Ambos os homens foram excepcionais na medida em que viram claramente o lugar do Japão na história mundial e a direção que este deveria tomar.
14 de julho de 2022
O texto que se segue foi retirado de um artigo do Professor Emérito Hirakawa Sukehiro, da Universidade de Tóquio, publicado na edição de hoje do Sankei Shimbun “Sound Arguments”, com o título “Make Abe Shinzo's funeral a state funeral”.
Trata-se de um artigo de leitura obrigatória não só para os japoneses, mas também para os cidadãos de todo o mundo.
A ênfase no texto, à exceção do título, é minha.
O maior estadista global do Japão
Com a morte por assassínio do antigo Primeiro-Ministro Abe Shinzo, o Japão perdeu um político raro, capaz de falar de forma persuasiva ao mundo.
O Sr. Abe foi o político global mais importante que o nosso país produziu desde Hirobumi Ito.
Até o Presidente russo, Vladimir Putin, não pôde deixar de exprimir os seus sentimentos pessoais.
A embaixada japonesa em Moscovo recebeu ramos de flores como sinal de condolências.
É provável que a imagem seja vista nas embaixadas japonesas em muitos países do mundo.
A morte do Sr. Abe é uma perda significativa para a nação e, de facto, para o mundo.
Não podemos deixar de ter um profundo sentimento de pesar.
Não deveria o Japão lamentar a morte prematura de Abe com um funeral de Estado?
Porque é que Abe foi capaz de se tornar um político de classe mundial ao lado de Ito Hirobumi?
Ambos os homens foram excepcionais na medida em que viram claramente o lugar do Japão na história mundial e o rumo que este deveria tomar.

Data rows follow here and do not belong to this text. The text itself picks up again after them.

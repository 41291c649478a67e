//! `/api/sandbox` pass-through: runs the Extractor directly with
//! caller-supplied arguments, bypassing the download queue entirely.
//! A debugging surface only -- out of the core engine's scope, included
//! because the contract documents it.

use std::convert::Infallible;
use std::process::Stdio;
use std::sync::OnceLock;

use axum::extract::State;
use axum::response::sse::{Event, KeepAlive, Sse};
use axum::response::IntoResponse;
use axum::Json;
use regex::Regex;
use tokio::io::{AsyncBufReadExt, BufReader};
use tokio::process::Command;
use tokio::sync::mpsc;
use tokio_stream::wrappers::ReceiverStream;

use crate::dto::{SandboxRequest, SandboxResponse, SandboxStreamEvent};
use crate::error::HttpError;
use crate::state::AppState;
use medifetch_core::AppError;

fn percent_re() -> &'static Regex {
    static RE: OnceLock<Regex> = OnceLock::new();
    RE.get_or_init(|| Regex::new(r"\[download\]\s+(\d+(?:\.\d+)?)%").expect("valid regex"))
}

pub async fn yt_dlp(
    State(state): State<AppState>,
    Json(req): Json<SandboxRequest>,
) -> Result<Json<SandboxResponse>, HttpError> {
    let output = Command::new(&state.sandbox.extractor_bin)
        .args(&req.args)
        .output()
        .await
        .map_err(|e| AppError::internal(format!("sandbox: failed to spawn extractor: {e}")))?;

    let stdout = String::from_utf8_lossy(&output.stdout).into_owned();
    let stderr = String::from_utf8_lossy(&output.stderr).into_owned();
    let is_json_output = serde_json::from_str::<serde_json::Value>(stdout.trim()).is_ok();

    Ok(Json(SandboxResponse {
        stdout,
        stderr,
        exit_code: output.status.code(),
        is_json_output,
    }))
}

/// Streaming sibling of [`yt_dlp`]: delivers `start|stdout|stderr|
/// progress|complete|error` events over a server-push stream as the
/// Extractor runs, instead of buffering everything until exit.
pub async fn yt_dlp_stream(
    State(state): State<AppState>,
    Json(req): Json<SandboxRequest>,
) -> impl IntoResponse {
    let (tx, rx) = mpsc::channel::<Result<Event, Infallible>>(64);

    let extractor_bin = state.sandbox.extractor_bin.clone();
    tokio::spawn(async move {
        run_and_stream(&extractor_bin, &req.args, &tx).await;
    });

    Sse::new(ReceiverStream::new(rx)).keep_alive(KeepAlive::default())
}

async fn send_event(tx: &mpsc::Sender<Result<Event, Infallible>>, event: SandboxStreamEvent) {
    let sse_event = Event::default().json_data(&event).unwrap_or_else(|_| Event::default());
    let _ = tx.send(Ok(sse_event)).await;
}

async fn run_and_stream(extractor_bin: &str, args: &[String], tx: &mpsc::Sender<Result<Event, Infallible>>) {
    send_event(tx, SandboxStreamEvent::Start).await;

    let mut child = match Command::new(extractor_bin)
        .args(args)
        .stdout(Stdio::piped())
        .stderr(Stdio::piped())
        .spawn()
    {
        Ok(child) => child,
        Err(e) => {
            send_event(
                tx,
                SandboxStreamEvent::Error {
                    message: format!("failed to spawn extractor: {e}"),
                },
            )
            .await;
            return;
        }
    };

    let stdout = child.stdout.take().expect("piped stdout");
    let stderr = child.stderr.take().expect("piped stderr");
    let mut stdout_lines = BufReader::new(stdout).lines();
    let mut stderr_lines = BufReader::new(stderr).lines();
    let (mut stdout_done, mut stderr_done) = (false, false);

    while !stdout_done || !stderr_done {
        tokio::select! {
            line = stdout_lines.next_line(), if !stdout_done => {
                match line {
                    Ok(Some(line)) => {
                        send_event(tx, SandboxStreamEvent::Stdout { line }).await;
                    }
                    _ => stdout_done = true,
                }
            }
            line = stderr_lines.next_line(), if !stderr_done => {
                match line {
                    Ok(Some(line)) => {
                        if let Some(captures) = percent_re().captures(&line) {
                            if let Ok(percent) = captures[1].parse::<f64>() {
                                send_event(tx, SandboxStreamEvent::Progress { percent }).await;
                            }
                        }
                        send_event(tx, SandboxStreamEvent::Stderr { line }).await;
                    }
                    _ => stderr_done = true,
                }
            }
        }
    }

    let status = child.wait().await.ok();
    send_event(
        tx,
        SandboxStreamEvent::Complete {
            exit_code: status.and_then(|s| s.code()),
        },
    )
    .await;
}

Para dar um exemplo concreto, os dois únicos primeiros-ministros japoneses que alguma vez entusiasmaram o público com os seus discursos em inglês foram Ito Hirobumi, que atraiu ovações consideráveis em São Francisco como enviado adjunto da Missão Iwakura, e Abe, que falou perante membros de ambas as câmaras do Congresso em Washington.
Na noite de 22 de janeiro de 1872 (14 de dezembro de 1874, no calendário lunar), o embaixador Iwakura Tomomi discursou num jantar de boas-vindas realizado no Grand Hotel de São Francisco, envergando o toucado usado pelos nobres em traje de corte com a antiga túnica cerimonial da corte, e DeLong, o enviado dos EUA ao Japão, actuou como intérprete.
De seguida, Ito Hirobumi, o vice-enviado mais baixo, subiu ao palco à frente dos vice-enviados seniores Kido Takayoshi e Okubo Toshimichi.
Ito, que na altura tinha 30 anos, começou o seu discurso num inglês claro e compreensível, sem qualquer hesitação.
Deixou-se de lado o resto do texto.